What you are asked to do: Please copy out every line in the records below that includes the word "already".

++++ Records for this task ++++

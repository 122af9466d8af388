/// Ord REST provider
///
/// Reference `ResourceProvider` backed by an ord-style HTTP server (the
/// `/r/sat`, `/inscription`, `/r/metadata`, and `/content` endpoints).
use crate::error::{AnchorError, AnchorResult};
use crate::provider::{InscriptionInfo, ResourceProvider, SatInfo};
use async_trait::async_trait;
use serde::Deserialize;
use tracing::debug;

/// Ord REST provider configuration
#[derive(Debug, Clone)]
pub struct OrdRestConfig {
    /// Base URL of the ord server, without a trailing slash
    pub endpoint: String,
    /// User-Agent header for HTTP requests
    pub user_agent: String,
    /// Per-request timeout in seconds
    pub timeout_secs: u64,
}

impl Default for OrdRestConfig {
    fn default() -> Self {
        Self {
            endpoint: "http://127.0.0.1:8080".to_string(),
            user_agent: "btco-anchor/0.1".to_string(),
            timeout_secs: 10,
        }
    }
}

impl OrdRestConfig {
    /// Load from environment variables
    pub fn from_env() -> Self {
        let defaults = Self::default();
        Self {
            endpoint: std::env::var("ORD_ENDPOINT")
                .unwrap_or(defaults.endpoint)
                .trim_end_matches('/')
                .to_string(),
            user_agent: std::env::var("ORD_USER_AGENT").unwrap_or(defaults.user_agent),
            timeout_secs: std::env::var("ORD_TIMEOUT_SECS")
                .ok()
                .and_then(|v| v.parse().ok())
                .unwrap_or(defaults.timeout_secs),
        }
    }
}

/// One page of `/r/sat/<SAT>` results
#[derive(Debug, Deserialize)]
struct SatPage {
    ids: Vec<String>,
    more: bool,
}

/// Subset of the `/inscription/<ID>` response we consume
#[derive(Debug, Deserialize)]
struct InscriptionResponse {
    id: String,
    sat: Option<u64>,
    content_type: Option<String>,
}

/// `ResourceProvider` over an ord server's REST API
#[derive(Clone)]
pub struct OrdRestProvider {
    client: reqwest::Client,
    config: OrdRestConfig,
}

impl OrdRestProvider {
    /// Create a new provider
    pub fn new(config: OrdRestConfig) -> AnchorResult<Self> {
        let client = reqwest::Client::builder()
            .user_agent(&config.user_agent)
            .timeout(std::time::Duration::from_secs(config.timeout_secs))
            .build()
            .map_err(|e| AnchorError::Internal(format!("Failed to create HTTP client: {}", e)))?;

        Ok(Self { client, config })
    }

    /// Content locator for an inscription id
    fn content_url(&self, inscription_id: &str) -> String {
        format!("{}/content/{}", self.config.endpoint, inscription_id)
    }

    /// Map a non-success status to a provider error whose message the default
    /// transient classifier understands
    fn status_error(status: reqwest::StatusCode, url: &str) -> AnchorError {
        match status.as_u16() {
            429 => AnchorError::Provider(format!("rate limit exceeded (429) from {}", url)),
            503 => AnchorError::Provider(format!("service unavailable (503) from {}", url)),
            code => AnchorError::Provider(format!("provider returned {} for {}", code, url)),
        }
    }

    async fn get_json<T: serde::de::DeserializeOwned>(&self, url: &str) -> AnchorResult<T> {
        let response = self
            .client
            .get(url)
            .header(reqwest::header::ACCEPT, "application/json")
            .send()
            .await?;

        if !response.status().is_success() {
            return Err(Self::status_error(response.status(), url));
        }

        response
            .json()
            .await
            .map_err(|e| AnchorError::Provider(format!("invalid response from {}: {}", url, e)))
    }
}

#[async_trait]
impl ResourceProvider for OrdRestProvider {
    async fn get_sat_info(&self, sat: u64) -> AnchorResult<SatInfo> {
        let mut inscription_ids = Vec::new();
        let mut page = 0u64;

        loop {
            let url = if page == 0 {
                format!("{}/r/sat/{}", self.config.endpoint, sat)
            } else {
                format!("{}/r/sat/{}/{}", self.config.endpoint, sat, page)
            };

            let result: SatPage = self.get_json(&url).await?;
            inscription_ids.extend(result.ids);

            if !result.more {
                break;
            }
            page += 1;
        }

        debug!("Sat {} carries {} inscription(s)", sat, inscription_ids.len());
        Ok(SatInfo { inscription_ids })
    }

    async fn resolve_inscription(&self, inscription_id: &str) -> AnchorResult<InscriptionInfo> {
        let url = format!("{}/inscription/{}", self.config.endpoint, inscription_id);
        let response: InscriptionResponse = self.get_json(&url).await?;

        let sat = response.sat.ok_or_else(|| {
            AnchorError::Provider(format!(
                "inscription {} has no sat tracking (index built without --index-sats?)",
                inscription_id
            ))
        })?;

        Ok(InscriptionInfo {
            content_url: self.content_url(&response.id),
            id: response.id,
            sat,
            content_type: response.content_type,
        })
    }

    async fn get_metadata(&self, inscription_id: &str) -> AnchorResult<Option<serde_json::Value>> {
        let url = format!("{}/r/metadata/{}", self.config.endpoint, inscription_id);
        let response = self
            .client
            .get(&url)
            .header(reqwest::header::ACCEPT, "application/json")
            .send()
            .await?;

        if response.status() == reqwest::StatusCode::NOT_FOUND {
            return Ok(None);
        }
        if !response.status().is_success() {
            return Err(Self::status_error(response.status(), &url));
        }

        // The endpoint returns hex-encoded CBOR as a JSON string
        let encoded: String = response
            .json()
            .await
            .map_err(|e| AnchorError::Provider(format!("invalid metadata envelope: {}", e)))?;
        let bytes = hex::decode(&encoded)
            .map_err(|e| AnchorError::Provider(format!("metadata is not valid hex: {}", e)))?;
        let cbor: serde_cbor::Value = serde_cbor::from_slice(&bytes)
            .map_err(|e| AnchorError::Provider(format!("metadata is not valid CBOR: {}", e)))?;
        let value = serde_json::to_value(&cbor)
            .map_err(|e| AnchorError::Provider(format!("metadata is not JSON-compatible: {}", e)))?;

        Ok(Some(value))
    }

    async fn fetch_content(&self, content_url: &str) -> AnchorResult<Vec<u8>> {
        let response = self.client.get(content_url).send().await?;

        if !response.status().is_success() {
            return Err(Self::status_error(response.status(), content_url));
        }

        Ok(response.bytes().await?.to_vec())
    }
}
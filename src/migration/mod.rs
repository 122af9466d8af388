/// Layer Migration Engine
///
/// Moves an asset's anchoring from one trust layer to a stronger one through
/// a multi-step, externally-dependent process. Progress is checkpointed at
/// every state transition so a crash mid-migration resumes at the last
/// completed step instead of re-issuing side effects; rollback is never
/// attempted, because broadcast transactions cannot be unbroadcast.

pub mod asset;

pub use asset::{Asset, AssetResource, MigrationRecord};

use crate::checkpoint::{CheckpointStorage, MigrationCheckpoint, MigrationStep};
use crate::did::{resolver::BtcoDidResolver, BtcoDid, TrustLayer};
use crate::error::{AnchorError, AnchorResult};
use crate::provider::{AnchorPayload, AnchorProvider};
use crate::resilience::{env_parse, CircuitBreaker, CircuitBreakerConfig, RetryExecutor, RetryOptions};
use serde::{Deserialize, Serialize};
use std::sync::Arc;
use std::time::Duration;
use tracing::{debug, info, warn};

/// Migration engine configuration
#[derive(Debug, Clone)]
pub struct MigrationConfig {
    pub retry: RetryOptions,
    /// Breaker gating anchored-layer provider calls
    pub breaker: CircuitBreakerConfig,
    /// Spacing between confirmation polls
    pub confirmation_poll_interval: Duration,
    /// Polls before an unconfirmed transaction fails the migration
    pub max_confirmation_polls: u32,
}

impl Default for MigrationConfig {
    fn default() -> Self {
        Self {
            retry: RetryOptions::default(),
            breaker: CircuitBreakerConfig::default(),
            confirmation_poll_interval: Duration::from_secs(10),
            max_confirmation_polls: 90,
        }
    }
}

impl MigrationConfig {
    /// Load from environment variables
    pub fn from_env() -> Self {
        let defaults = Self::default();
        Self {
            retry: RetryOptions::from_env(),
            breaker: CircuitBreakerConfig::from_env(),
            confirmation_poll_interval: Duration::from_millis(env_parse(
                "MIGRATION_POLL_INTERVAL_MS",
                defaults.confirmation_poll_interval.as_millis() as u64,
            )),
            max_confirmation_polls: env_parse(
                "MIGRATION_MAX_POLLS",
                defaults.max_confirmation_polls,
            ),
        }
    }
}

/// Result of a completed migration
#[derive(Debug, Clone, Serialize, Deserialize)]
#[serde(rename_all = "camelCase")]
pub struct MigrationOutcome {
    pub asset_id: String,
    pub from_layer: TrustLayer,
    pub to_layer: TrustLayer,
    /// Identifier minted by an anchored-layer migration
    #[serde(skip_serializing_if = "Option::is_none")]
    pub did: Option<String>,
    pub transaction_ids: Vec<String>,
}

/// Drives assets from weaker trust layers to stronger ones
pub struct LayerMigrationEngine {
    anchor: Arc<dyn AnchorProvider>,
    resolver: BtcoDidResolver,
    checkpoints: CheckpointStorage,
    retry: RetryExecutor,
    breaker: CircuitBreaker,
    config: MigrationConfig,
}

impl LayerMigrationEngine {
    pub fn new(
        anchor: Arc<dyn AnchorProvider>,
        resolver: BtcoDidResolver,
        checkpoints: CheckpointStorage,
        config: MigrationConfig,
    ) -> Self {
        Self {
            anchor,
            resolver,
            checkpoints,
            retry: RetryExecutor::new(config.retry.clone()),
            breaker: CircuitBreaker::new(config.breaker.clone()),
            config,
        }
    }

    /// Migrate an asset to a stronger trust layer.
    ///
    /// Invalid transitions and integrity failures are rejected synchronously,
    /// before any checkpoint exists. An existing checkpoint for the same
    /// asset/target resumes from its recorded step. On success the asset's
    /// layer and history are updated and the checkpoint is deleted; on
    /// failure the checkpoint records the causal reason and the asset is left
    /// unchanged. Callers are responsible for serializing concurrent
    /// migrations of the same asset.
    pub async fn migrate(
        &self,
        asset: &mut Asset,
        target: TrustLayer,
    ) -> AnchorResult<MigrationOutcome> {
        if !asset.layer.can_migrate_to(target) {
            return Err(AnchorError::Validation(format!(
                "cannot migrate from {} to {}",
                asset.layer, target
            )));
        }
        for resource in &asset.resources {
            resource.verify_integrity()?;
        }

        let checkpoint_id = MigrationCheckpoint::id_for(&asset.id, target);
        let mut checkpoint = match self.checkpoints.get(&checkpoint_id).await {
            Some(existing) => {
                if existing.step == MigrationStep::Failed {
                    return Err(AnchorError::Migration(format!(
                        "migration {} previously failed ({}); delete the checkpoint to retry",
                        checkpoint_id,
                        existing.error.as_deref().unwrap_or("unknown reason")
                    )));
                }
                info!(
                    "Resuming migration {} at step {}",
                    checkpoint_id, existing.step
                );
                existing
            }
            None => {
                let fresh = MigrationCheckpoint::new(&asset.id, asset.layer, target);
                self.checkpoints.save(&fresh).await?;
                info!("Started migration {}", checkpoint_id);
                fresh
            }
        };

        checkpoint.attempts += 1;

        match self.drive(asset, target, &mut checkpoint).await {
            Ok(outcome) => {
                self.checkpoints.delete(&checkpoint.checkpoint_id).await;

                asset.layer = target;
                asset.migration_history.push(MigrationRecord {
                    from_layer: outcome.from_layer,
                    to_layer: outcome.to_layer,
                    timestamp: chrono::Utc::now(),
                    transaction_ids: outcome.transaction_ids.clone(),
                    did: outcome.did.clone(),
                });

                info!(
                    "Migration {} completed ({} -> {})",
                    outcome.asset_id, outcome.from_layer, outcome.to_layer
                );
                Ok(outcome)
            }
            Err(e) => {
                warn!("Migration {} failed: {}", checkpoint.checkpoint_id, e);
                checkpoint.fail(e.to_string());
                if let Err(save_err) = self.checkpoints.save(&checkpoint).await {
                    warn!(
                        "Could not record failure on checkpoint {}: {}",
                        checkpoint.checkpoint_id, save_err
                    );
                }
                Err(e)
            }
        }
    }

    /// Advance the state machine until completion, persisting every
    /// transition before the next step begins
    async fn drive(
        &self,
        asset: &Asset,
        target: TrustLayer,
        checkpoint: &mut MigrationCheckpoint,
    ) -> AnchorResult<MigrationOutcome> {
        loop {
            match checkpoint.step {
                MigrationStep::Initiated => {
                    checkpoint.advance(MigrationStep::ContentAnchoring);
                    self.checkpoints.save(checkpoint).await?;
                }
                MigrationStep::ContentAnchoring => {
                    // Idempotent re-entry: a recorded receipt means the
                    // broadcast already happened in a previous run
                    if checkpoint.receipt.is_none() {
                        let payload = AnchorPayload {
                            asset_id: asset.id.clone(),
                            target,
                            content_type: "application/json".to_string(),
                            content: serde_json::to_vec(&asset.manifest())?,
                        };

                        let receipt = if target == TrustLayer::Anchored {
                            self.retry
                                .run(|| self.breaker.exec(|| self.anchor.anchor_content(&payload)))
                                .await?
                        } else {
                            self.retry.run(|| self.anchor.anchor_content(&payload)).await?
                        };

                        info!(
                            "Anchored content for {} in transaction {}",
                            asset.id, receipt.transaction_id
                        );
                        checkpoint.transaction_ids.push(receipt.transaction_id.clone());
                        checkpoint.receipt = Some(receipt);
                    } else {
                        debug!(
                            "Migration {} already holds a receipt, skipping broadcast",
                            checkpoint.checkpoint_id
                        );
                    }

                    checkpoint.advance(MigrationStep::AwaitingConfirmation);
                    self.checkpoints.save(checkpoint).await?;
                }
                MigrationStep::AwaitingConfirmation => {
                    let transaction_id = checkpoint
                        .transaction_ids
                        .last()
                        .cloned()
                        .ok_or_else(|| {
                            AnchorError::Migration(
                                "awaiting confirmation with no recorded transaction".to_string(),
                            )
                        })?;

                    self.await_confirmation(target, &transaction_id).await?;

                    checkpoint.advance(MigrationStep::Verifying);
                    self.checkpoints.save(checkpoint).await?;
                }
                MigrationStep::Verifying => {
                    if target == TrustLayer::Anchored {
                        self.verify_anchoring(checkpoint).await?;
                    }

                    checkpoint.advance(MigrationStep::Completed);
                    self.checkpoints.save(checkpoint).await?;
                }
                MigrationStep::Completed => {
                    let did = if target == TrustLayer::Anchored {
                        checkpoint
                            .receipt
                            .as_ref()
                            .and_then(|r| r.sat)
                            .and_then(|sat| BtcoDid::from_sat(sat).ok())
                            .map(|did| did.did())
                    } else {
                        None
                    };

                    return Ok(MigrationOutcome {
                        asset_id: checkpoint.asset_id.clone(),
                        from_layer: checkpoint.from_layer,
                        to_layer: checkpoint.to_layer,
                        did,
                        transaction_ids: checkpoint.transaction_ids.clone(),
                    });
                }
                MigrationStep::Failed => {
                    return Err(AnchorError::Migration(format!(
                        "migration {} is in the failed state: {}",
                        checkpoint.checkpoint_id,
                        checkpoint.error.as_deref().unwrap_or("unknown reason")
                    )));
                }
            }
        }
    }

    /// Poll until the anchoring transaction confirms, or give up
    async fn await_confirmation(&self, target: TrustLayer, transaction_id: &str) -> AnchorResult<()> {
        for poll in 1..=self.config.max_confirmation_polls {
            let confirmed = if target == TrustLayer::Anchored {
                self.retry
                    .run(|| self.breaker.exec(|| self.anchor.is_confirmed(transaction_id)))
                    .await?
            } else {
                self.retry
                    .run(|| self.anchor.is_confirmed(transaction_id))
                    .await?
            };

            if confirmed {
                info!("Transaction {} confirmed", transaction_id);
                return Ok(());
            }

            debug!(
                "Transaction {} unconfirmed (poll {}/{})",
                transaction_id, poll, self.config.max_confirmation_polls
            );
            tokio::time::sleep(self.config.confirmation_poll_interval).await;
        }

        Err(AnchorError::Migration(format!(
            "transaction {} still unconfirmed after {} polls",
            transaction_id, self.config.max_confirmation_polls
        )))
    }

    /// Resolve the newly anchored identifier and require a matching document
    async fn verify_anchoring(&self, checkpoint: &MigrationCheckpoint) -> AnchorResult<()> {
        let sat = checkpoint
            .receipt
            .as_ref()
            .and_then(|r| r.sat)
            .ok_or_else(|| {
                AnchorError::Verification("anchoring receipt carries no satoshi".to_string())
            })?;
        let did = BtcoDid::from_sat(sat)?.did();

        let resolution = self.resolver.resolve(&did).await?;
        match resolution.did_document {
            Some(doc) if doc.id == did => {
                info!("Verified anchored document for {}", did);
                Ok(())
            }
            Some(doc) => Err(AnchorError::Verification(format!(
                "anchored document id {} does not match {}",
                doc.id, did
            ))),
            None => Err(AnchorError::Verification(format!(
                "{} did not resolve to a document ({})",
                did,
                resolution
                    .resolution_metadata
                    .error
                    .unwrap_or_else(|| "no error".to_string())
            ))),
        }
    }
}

++++

Answer section:
                    // broadcast already happened in a previous run
                            "Migration {} already holds a receipt, skipping broadcast",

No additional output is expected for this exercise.